/---
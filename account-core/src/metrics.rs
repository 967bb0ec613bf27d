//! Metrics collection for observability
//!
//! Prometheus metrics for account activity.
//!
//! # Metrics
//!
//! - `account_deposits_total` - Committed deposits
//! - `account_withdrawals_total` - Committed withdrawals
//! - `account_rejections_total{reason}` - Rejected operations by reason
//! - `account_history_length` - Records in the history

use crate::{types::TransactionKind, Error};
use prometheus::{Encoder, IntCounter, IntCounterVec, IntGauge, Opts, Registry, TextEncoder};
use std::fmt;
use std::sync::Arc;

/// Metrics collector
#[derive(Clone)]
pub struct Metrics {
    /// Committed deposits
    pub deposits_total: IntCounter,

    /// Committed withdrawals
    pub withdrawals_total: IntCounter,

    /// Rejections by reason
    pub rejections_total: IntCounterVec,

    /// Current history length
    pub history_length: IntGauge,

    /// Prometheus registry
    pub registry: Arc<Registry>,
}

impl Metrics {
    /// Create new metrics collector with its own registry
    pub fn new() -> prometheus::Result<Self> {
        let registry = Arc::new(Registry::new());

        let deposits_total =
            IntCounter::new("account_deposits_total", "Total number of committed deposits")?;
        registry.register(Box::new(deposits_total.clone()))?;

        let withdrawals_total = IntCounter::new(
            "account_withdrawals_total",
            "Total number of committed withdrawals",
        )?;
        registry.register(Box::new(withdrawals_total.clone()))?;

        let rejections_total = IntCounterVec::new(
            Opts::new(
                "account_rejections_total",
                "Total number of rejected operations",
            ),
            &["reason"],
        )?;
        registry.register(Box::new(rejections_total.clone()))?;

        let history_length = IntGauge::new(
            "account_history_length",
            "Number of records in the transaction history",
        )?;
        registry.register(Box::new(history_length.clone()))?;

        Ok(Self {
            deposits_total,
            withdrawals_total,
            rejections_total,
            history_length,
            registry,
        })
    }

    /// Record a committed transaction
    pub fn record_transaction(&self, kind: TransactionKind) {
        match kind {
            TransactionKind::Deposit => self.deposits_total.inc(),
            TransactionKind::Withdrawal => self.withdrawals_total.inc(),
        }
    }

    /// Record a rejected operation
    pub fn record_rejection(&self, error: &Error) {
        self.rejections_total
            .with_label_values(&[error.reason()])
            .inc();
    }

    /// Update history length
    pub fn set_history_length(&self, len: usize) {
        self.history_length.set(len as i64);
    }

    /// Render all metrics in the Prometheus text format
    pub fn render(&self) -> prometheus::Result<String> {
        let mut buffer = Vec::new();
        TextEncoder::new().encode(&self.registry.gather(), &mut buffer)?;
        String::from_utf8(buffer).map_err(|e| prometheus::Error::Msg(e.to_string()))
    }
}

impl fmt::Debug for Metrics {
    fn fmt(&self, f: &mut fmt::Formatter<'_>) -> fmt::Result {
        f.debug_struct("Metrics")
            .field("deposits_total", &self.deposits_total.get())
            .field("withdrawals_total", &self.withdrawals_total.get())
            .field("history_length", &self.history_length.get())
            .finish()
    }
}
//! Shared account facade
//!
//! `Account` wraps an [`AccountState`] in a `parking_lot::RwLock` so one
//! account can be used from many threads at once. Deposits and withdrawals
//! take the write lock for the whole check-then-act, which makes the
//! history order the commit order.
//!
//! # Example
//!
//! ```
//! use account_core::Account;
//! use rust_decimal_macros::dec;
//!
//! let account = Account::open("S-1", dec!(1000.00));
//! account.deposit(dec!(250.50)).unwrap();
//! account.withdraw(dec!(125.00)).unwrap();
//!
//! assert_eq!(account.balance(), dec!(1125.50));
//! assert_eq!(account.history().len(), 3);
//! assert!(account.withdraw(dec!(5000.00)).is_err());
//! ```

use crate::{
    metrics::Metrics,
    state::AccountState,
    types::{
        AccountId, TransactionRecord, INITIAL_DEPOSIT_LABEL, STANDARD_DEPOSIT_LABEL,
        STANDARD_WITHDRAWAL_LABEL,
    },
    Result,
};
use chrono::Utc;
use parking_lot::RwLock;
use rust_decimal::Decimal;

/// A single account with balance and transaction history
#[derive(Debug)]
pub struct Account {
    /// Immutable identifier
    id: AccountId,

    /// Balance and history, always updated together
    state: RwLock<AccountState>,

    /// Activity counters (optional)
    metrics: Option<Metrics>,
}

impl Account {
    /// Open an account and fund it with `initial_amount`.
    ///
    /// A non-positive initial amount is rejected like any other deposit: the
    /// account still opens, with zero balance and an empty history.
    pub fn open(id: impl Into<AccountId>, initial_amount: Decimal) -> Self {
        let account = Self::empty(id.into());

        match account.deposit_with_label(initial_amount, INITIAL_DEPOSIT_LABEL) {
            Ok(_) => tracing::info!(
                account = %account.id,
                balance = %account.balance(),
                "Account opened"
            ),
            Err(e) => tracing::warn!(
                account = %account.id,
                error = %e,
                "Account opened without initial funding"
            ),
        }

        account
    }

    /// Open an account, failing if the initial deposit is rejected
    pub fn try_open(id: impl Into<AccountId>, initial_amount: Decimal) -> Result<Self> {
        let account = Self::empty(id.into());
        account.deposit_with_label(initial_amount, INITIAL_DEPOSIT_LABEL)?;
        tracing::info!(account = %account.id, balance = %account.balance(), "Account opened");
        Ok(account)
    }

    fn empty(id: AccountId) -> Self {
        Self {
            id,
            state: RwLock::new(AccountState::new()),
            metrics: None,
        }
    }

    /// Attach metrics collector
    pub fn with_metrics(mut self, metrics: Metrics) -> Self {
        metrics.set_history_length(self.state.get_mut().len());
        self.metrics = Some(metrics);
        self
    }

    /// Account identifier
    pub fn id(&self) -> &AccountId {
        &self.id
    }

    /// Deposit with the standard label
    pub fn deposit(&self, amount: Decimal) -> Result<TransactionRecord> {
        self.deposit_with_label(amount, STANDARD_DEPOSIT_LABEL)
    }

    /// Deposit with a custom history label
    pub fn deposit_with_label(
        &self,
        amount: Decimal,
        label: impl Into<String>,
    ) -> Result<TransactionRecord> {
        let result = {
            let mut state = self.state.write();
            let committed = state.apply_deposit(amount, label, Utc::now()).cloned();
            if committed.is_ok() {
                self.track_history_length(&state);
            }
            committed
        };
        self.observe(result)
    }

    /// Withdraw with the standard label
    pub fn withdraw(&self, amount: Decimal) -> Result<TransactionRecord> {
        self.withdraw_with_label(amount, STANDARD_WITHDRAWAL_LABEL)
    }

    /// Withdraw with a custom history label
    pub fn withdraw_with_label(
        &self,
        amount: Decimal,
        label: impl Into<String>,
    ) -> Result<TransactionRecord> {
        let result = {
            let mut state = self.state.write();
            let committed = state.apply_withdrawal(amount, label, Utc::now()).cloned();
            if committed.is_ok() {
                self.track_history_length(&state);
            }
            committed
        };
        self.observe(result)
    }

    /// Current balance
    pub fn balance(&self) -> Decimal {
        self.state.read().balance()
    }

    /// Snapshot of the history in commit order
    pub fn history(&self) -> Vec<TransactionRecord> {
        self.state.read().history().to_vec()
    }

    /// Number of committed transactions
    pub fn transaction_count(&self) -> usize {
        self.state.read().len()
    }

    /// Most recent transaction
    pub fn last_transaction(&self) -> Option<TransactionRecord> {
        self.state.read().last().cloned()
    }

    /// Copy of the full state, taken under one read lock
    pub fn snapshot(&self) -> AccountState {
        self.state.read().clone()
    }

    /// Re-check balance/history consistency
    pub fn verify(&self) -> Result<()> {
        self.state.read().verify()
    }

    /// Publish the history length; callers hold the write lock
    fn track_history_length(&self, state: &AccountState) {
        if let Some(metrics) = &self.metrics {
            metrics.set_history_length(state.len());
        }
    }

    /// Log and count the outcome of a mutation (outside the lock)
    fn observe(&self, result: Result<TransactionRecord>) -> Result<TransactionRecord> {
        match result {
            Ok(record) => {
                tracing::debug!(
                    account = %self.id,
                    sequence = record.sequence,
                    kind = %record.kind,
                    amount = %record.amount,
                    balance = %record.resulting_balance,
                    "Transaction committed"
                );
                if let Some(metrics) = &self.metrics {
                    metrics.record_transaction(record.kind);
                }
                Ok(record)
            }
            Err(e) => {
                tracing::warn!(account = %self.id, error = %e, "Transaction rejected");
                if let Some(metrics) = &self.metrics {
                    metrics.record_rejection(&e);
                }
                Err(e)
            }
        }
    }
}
\---
Exercise goal
Show the lines of the material that contain the word "unwrap".

Completed task
//! account.deposit(dec!(250.50)).unwrap();
//! account.withdraw(dec!(125.00)).unwrap();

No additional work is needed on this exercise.